How to create folder name or file name with special characters like \ / : * ? " < > | [duplicate]

This is very important for me, naming of file/folder which contain these characters.

It may be important to you, but you will have to let this go and find a different way to solve your problem.

These characters are not allowed by the Windows OS function calls that handle filenames.

They are specifically not allowed because they have another use:

  • \ - Reserved for use as a path separator and escape character
  • / - Reserved for use as a path separator
  • : - Reserved for use as a drive name delimiter
  • * and ? - Reserved for use as wildcard characters
  • " - Reserved for use to quote names containing spaces
  • <, > and | - Reserved for use as command redirection operators

You can, of course, create files with names containing these characters using a different operating system (as long as that operating system can read/write a Windows file system).

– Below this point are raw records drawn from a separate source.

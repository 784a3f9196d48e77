use std::time::Duration;

/// Everything that can go wrong between a raw command string and a finished
/// pipeline run.
///
/// `Spawn` and `StageFailed` are kept separate so callers can tell a program
/// that never started from one that started and exited non-zero.
#[derive(Debug, thiserror::Error)]
pub enum PipelineError {
    /// The command string could not be split into at least one stage.
    #[error("malformed command: {0}")]
    Malformed(String),

    /// A stage's text does not begin with any allowed prefix.
    /// Checked for every stage before anything is spawned.
    #[error("command not allowed: \"{text}\" (stage {index})")]
    PolicyViolation {
        index: usize,
        program: String,
        text: String,
    },

    /// The pipeline did not finish within its wall-clock budget.
    /// All stages have been terminated by the time this is returned.
    #[error("pipeline timed out after {} seconds", timeout.as_secs())]
    Timeout { timeout: Duration },

    /// A stage's process could not be started or awaited.
    #[error("failed to run \"{program}\" (stage {index}): {source}")]
    Spawn {
        index: usize,
        program: String,
        #[source]
        source: std::io::Error,
    },

    /// A stage ran and exited with a non-zero status. When several stages
    /// fail, this carries the first one in pipeline order.
    #[error("stage {index} (\"{program}\") exited with status {code}")]
    StageFailed {
        index: usize,
        program: String,
        code: i32,
        stderr: String,
    },
}

impl PipelineError {
    /// Returns `true` when the underlying cause is a missing program.
    pub fn is_not_found(&self) -> bool {
        matches!(
            self,
            Self::Spawn { source, .. } if source.kind() == std::io::ErrorKind::NotFound
        )
    }
}

#[cfg(test)]
#[allow(clippy::unwrap_used)]
mod tests {
    use super::*;

    #[test]
    fn not_found_detected() {
        let err = PipelineError::Spawn {
            index: 0,
            program: "nope".to_string(),
            source: std::io::Error::from(std::io::ErrorKind::NotFound),
        };
        assert!(err.is_not_found());
    }

    #[test]
    fn other_spawn_error_is_not_not_found() {
        let err = PipelineError::Spawn {
            index: 0,
            program: "nope".to_string(),
            source: std::io::Error::from(std::io::ErrorKind::PermissionDenied),
        };
        assert!(!err.is_not_found());
    }

    #[test]
    fn timeout_message_names_seconds() {
        let err = PipelineError::Timeout {
            timeout: Duration::from_secs(10),
        };
        assert_eq!(err.to_string(), "pipeline timed out after 10 seconds");
    }
}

However, you will be unable do do anything with those files using any Windows programs and they will not understand the file names and will generate errors.


Naming Files, Paths, and Namespaces

Naming Conventions

The following fundamental rules enable applications to create and process valid names for files and directories, regardless of the file system:

...

Use any character in the current code page for a name, including Unicode characters and characters in the extended character set (128–255), except for the following:

  • The following reserved characters:

    < (less than)
    > (greater than)
    : (colon)
    " (double quote)
    / (forward slash)
    \ (backslash)
    | (vertical bar or pipe)
    ? (question mark)
    * (asterisk)
    
  • Integer value zero, sometimes referred to as the ASCII NUL character.
  • Characters whose integer representations are in the range from 1 through 31, except for alternate data streams where these characters are allowed. For more information about file streams, see File Streams.
  • Any other character that the target file system does not allow.

Source Naming Files, Paths, and Namespaces


But I really want to do this anyway.

Install cygwin and use touch.

I haven't tested all the possibilities but the following work:

touch :
touch \|
touch \"
touch \>

Example output:

DavidPostill@Hal /f/test/impossible
$ ll
total 0
-rw-rw-rw-+ 1 DavidPostill None 0 Aug 10 21:03 '"'
-rw-rw-rw-+ 1 DavidPostill None 0 Aug 10 21:02 :
-rw-rw-rw-+ 1 DavidPostill None 0 Aug 10 21:02 '|'
-rw-rw-rw-+ 1 DavidPostill None 0 Aug 10 21:07 '>'

As you can see they are not usable in Windows:

F:\test\impossible>dir
 Volume in drive F is Expansion
 Volume Serial Number is 3656-BB63

 Directory of F:\test\impossible

10/08/2016  21:07    <DIR>          .
10/08/2016  21:07    <DIR>          ..
10/08/2016  21:03                 0 
10/08/2016  21:02                 0 
10/08/2016  21:07                 0 
10/08/2016  21:02                 0 
               4 File(s)              0 bytes
               2 Dir(s)  1,772,601,536,512 bytes free

enter image description here


Build your own font set. Replace some of the characters you do not use with the images of the reserved characters.


In Windows, you cannot create files with those characters. There's no solution, these characters are prohibited by the Win32 API.

Win32 is a subset of the POSIX namespace and is case insensitive. It uses all the Unicode characters, except: '"' '*' '/' ':' '<' '>' '?' '\' '|' N.B. Names cannot end with Dot '.', or Space ''.